# JSON and JSON APIs

## JSON - Javascript Object Notation

JSON is the most widely format for data interchange on the web. It is a lightweight data interchange format that is easy for humans to read and write and easy for machines to parse and generate. It is based on a subset of the JavaScript Programming Language, Standard ECMA-262 3rd Edition - December 1999. JSON is a text format that is completely language independent but uses conventions that are familiar to programmers of the C-family of languages, including C, C++, C#, Java, JavaScript, Perl, Python, and many others. These properties make JSON an ideal data-interchange language.

### Inventor - Douglas Crockford from Yahoo

* Goal - To provide a simple data exchange format that is easy to read and write.
* Human Readable - JSON is easy to read and write.
* Machine Parsable - JSON is easy to parse and generate for computers.
* JSON is language independent.
* JSON is "self-describing" and easy to understand.
* JSON is built on two structures:
    * A collection of name/value pairs. In various languages, this is realized as an object, record, struct, dictionary, hash table, keyed list, or associative array.
    * An ordered list of values. In most languages, this is realized as an array, vector, list, or sequence.


### JSON Official Page

[JSON Official Page](https://www.json.org/json-en.html)

## JSON Syntax

Main thing to remember is that JSON is a text format that is completely language independent but uses conventions that are familiar to programmers of the C-family of languages, including C, C++, C#, Java, JavaScript, Perl, Python, and many others.

In [1]:
# let's make a simple JSON string
import json # standard library # no pip install needed

# let's make a simple list of dictionaries that describe my favorite foods
foods = [{"name": "pizza", "type": "Italian", "price": 10.99},
         {"name": "sushi", "type": "Japanese", "price": 24.99},
         {"name": "cheeseburger", "type": "American", "price": 8.99},
         {"name": "tacos", "type": "Mexican", "price": 12.99},
         ]

# the keys and values could be anything really valid in Python

# print data type of foods
print("Data type of foods:", type(foods))
# print data type of first element in foods
print("Data type of first element in foods:", type(foods[0]))

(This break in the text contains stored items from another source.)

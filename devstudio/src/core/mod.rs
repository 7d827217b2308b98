//! Core domain model types for devstudio.
//!
//! This module contains the fundamental types used throughout the crate:
//! - Stage kind and run status enums
//! - The tagged stage result
//! - Per-stage history records

mod record;
mod result;
mod status;

pub use record::{RecordStatus, StageRecord};
pub use result::{ApprovalRequirement, StageResult};
pub use status::{RunStatus, StageKind};
//! Cancellation token for cooperative cancellation.

use parking_lot::RwLock;
use std::sync::atomic::{AtomicBool, Ordering};
use tokio::sync::Notify;

/// A token for cooperative cancellation of one pipeline run.
///
/// Cancellation is idempotent - only the first cancellation reason is kept.
/// Suspended work (retry backoff, approval waits) observes it through
/// [`CancellationToken::cancelled`].
#[derive(Default)]
pub struct CancellationToken {
    /// Whether cancellation has been requested.
    cancelled: AtomicBool,
    /// The reason for cancellation (first one wins).
    reason: RwLock<Option<String>>,
    /// Wakes tasks waiting in `cancelled()`.
    notify: Notify,
}

impl CancellationToken {
    /// Creates a new cancellation token.
    #[must_use]
    pub fn new() -> Self {
        Self::default()
    }

    /// Requests cancellation with a reason.
    ///
    /// This is idempotent - only the first reason is kept.
    pub fn cancel(&self, reason: impl Into<String>) {
        let mut slot = self.reason.write();
        if slot.is_some() {
            return;
        }
        let reason = reason.into();
        tracing::debug!(reason = %reason, "Cancellation requested");
        // The reason is visible before the flag flips.
        *slot = Some(reason);
        self.cancelled.store(true, Ordering::SeqCst);
        drop(slot);
        self.notify.notify_waiters();
    }

    /// Returns whether cancellation has been requested.
    #[must_use]
    pub fn is_cancelled(&self) -> bool {
        self.cancelled.load(Ordering::SeqCst)
    }

    /// Returns the cancellation reason, if any.
    #[must_use]
    pub fn reason(&self) -> Option<String> {
        self.reason.read().clone()
    }

    /// Resolves once cancellation has been requested.
    pub async fn cancelled(&self) {
        loop {
            // Registered before the flag check so a concurrent cancel is not missed.
            let notified = self.notify.notified();
            if self.is_cancelled() {
                return;
            }
            notified.await;
        }
    }
}

impl std::fmt::Debug for CancellationToken {
    fn fmt(&self, f: &mut std::fmt::Formatter<'_>) -> std::fmt::Result {
        f.debug_struct("CancellationToken")
            .field("cancelled", &self.is_cancelled())
            .field("reason", &self.reason())
            .finish()
    }
}
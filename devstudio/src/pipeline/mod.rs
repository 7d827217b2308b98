//! Pipeline building and execution.
//!
//! This module provides:
//! - Bounded retry around external calls
//! - The pipeline builder with validation
//! - The orchestration engine and per-run state
//! - The aggregated final output

mod builder;
mod engine;
mod output;
mod retry;
mod run;


pub use builder::PipelineBuilder;
pub use engine::Pipeline;
pub use output::{FinalOutput, OutputStatus};
pub use retry::{with_retry, JitterStrategy, RetryConfig, RetryableCall};
pub use run::{PipelineRun, SPEC_KEY};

# at the moment foods has no relationship to JSON it is just data in Python

Data type of foods: <class 'list'>
Data type of first element in foods: <class 'dict'>


In [2]:
# let's print them line by line
for food in foods:
    print(food)

{'name': 'pizza', 'type': 'Italian', 'price': 10.99}
{'name': 'sushi', 'type': 'Japanese', 'price': 24.99}
{'name': 'cheeseburger', 'type': 'American', 'price': 8.99}
{'name': 'tacos', 'type': 'Mexican', 'price': 12.99}


In [3]:
# now we will convert this list of dictionaries to a JSON string
# it is called serialization in a programming context
# why because Python data format is not understood by other programming languages
# strings on other hand can be understood by other programming languages and humans
foods_json = json.dumps(foods) # dumps takes any Python data type and converts it to a JSON string
print("Data type of foods_json:", type(foods_json))

Data type of foods_json: <class 'str'>


In [4]:
# print the JSON string
print("foods_json:\n", foods_json)

foods_json:
 [{"name": "pizza", "type": "Italian", "price": 10.99}, {"name": "sushi", "type": "Japanese", "price": 24.99}, {"name": "cheeseburger", "type": "American", "price": 8.99}, {"name": "tacos", "type": "Mexican", "price": 12.99}]


In [5]:
# let's get back the data from the JSON string
# it is called deserialization in a programming context
# we are converting a JSON string to a Python data type
foods_from_json = json.loads(foods_json) # loads takes a JSON string and converts it to a Python data type
print("Data type of foods_from_json:", type(foods_from_json))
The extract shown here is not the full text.